» **REQUIREMENT**: Beginning with the first line of the data below, reproduce every line unchanged, ending with the line that holds "SHA-256 API signatures.".

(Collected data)

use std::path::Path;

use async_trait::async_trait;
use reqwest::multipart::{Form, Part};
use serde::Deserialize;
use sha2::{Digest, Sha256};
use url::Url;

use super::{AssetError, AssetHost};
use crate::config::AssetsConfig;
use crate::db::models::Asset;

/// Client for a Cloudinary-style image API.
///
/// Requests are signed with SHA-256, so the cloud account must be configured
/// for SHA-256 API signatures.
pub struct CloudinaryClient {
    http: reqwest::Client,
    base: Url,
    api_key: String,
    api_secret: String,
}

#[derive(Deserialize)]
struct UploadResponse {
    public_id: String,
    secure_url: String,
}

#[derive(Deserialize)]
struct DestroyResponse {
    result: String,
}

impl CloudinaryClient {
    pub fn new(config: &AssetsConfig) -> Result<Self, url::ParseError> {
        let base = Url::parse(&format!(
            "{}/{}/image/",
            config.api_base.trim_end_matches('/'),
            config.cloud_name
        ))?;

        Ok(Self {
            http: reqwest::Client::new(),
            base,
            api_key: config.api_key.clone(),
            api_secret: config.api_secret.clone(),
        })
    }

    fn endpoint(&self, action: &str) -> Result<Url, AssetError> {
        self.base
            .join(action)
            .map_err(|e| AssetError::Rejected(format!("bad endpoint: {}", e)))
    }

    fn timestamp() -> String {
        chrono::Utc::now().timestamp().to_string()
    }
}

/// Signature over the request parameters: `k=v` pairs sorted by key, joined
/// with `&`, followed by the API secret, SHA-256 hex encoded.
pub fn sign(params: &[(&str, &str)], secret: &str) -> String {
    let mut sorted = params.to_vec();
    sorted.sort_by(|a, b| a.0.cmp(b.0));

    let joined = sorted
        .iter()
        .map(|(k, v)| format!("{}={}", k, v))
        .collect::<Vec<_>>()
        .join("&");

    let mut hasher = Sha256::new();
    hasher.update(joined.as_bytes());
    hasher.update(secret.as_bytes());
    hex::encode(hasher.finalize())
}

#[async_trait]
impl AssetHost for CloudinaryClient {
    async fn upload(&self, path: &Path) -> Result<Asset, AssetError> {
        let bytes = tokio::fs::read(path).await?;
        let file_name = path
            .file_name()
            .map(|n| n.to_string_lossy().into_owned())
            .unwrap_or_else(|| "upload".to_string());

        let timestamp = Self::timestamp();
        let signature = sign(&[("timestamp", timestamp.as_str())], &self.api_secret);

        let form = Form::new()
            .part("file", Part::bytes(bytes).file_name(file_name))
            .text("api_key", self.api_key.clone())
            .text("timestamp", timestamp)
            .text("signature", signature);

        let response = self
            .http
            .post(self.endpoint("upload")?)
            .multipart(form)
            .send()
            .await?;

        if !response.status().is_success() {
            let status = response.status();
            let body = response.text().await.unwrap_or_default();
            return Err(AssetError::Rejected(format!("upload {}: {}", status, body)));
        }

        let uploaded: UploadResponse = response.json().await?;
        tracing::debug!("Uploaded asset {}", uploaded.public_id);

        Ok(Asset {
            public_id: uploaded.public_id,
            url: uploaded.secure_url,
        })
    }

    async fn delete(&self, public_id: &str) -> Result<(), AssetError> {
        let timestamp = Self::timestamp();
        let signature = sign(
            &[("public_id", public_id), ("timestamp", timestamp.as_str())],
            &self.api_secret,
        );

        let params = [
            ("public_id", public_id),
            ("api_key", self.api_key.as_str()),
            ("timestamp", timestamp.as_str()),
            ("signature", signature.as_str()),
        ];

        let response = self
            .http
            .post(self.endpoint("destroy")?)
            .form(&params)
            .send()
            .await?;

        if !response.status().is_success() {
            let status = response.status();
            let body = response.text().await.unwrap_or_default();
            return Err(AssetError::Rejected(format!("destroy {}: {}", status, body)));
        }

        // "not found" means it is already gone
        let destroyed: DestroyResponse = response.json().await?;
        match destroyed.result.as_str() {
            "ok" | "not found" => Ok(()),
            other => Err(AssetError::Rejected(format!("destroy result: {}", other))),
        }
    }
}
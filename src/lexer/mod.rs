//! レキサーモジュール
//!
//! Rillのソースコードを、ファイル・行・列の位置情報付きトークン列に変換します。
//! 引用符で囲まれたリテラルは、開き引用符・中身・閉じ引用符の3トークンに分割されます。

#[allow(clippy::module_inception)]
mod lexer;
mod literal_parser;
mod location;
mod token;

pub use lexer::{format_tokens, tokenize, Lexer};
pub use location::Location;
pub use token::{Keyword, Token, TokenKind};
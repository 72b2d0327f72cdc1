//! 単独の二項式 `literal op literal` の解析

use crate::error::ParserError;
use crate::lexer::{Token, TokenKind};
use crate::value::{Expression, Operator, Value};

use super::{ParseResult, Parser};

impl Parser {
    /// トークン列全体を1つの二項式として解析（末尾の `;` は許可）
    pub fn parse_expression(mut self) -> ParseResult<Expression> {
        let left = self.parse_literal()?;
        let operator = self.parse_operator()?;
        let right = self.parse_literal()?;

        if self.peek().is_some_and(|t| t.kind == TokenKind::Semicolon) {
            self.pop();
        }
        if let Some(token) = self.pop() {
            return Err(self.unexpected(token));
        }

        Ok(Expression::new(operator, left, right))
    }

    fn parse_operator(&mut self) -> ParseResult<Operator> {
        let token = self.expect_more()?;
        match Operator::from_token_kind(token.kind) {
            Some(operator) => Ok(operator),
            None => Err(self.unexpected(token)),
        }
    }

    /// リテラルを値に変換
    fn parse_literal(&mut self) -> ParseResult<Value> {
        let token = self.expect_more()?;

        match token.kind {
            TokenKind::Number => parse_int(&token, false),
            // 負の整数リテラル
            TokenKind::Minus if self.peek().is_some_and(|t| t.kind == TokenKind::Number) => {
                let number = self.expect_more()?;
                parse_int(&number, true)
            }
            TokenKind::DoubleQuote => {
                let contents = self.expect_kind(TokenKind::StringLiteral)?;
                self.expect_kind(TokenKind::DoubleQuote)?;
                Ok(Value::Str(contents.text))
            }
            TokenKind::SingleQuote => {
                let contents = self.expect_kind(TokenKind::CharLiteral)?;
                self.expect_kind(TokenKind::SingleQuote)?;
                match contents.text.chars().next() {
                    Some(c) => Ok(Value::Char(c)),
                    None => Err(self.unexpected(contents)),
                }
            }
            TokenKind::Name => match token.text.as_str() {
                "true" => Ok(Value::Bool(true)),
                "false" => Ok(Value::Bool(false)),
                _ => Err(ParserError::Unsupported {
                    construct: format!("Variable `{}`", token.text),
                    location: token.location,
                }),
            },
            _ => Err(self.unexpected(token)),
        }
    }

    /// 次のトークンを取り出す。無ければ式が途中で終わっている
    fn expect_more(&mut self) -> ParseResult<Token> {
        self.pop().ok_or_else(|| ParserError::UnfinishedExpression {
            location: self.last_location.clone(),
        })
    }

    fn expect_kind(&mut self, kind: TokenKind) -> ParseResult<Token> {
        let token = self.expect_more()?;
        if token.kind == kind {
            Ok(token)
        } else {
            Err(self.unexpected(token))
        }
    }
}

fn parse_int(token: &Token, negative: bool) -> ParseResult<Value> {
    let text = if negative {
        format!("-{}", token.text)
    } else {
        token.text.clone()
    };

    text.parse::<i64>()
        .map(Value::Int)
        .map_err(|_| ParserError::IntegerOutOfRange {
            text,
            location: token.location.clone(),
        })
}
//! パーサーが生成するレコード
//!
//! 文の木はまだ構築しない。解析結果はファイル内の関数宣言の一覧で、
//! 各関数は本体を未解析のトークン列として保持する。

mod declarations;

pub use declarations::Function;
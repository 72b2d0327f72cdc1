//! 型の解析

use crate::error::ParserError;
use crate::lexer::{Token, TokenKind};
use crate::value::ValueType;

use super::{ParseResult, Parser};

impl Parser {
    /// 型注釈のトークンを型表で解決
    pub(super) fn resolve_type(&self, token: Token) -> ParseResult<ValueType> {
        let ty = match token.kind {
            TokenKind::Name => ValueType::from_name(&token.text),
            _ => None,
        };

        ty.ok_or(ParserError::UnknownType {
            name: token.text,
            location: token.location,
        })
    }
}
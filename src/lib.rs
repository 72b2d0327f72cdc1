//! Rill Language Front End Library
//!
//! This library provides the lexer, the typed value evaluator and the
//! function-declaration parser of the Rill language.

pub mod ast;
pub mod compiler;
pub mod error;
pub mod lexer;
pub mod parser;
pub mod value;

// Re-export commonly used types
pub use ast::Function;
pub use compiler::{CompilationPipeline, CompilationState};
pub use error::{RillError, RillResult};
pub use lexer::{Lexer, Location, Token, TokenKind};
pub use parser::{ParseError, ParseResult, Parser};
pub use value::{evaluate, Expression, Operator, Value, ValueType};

» **OUTPUT BELOW**:
use std::path::Path;

use async_trait::async_trait;
use reqwest::multipart::{Form, Part};
use serde::Deserialize;
use sha2::{Digest, Sha256};
use url::Url;

use super::{AssetError, AssetHost};
use crate::config::AssetsConfig;
use crate::db::models::Asset;

/// Client for a Cloudinary-style image API.
///
/// Requests are signed with SHA-256, so the cloud account must be configured
/// for SHA-256 API signatures.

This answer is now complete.